▸ WHAT YOU HAVE TO DO:
Below are entries. Reproduce exactly the lines between the line holding "pub fn list_name(&self)" and the line holding "Request lifecycle status.", inclusive, and only those.

──────

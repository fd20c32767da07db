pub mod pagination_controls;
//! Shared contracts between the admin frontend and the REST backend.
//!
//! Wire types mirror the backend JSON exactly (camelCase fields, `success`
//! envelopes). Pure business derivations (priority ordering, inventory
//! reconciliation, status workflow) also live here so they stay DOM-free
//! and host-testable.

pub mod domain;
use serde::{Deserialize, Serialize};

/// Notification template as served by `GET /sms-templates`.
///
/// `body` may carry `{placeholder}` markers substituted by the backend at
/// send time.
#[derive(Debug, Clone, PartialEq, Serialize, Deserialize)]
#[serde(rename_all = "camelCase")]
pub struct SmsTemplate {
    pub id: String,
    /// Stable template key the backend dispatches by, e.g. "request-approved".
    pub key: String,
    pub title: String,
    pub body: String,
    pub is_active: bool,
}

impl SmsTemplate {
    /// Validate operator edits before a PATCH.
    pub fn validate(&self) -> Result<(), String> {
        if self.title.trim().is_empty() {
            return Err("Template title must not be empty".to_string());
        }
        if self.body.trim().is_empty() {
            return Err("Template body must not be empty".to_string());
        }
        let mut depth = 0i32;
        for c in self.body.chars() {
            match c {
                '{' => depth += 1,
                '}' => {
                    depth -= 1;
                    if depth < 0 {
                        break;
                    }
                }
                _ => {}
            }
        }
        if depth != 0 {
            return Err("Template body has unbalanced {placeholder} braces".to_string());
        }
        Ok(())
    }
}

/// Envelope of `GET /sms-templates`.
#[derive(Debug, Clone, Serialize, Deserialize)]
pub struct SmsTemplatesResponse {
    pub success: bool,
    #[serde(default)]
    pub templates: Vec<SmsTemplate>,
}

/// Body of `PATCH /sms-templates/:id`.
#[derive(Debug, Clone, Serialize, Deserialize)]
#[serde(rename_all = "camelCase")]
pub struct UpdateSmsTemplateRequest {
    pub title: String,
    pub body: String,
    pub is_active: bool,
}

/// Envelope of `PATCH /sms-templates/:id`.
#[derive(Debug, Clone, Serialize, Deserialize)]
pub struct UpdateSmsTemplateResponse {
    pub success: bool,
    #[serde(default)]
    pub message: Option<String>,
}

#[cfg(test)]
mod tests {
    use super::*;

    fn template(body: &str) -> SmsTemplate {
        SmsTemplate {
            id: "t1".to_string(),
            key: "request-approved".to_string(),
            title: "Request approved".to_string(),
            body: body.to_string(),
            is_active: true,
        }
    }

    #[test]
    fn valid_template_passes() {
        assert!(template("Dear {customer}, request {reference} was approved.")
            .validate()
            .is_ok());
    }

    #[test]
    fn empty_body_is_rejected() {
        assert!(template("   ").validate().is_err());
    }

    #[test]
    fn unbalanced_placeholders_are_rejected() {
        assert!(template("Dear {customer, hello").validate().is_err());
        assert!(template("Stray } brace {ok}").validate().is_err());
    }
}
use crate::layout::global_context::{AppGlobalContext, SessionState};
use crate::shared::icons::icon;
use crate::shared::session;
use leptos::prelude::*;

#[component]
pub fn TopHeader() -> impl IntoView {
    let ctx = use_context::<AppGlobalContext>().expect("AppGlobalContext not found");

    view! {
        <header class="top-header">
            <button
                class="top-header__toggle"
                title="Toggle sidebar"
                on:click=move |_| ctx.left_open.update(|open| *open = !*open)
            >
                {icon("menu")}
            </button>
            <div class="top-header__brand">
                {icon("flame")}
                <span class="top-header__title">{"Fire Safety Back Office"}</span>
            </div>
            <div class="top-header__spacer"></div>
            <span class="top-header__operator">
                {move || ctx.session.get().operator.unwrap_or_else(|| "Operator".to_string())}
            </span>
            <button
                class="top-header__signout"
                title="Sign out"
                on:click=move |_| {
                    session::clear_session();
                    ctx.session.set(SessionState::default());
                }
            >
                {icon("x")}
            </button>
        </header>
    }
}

──────

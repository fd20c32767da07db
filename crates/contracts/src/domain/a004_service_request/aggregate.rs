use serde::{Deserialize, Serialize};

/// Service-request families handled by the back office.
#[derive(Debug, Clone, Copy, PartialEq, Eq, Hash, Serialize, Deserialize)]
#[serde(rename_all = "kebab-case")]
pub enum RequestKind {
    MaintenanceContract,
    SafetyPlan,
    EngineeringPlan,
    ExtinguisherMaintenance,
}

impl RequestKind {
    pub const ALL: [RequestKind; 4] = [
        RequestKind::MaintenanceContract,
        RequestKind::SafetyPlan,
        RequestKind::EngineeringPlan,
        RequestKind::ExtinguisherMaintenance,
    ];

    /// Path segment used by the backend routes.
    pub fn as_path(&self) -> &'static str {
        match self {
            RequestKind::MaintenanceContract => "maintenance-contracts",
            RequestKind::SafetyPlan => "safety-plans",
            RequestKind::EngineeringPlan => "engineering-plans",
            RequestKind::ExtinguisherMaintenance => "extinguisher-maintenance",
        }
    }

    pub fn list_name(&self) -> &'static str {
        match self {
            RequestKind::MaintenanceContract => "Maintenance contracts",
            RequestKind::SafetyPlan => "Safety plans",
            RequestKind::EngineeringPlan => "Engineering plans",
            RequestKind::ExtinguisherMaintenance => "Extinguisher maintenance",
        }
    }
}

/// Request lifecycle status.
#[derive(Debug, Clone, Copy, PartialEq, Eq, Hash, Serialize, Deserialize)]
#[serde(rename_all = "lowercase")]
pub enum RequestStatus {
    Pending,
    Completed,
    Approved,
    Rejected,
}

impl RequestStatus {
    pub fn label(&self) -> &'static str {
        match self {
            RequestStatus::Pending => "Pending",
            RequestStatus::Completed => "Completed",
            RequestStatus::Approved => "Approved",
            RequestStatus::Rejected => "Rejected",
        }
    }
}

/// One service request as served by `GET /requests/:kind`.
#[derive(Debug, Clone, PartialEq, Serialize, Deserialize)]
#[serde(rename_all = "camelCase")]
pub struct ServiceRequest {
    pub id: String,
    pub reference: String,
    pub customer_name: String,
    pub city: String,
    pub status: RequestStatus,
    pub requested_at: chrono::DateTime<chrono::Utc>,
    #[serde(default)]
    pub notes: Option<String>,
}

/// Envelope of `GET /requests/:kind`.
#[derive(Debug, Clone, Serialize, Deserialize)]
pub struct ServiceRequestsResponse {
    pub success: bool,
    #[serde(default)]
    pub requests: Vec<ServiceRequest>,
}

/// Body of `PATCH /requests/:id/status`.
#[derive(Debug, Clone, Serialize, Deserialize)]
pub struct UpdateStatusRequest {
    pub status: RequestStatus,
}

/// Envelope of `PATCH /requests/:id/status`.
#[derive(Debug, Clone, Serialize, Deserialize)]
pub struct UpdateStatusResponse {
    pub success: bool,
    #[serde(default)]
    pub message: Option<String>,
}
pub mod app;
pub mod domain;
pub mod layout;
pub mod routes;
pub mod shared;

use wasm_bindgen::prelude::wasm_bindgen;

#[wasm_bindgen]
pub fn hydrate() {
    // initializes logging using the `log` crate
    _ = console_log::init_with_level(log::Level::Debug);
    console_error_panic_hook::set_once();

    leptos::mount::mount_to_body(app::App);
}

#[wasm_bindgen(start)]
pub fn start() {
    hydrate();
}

──────

▸ EXPECTED ANSWER:
    pub fn list_name(&self) -> &'static str {
        match self {
            RequestKind::MaintenanceContract => "Maintenance contracts",
            RequestKind::SafetyPlan => "Safety plans",
            RequestKind::EngineeringPlan => "Engineering plans",
            RequestKind::ExtinguisherMaintenance => "Extinguisher maintenance",
        }
    }
}

/// Request lifecycle status.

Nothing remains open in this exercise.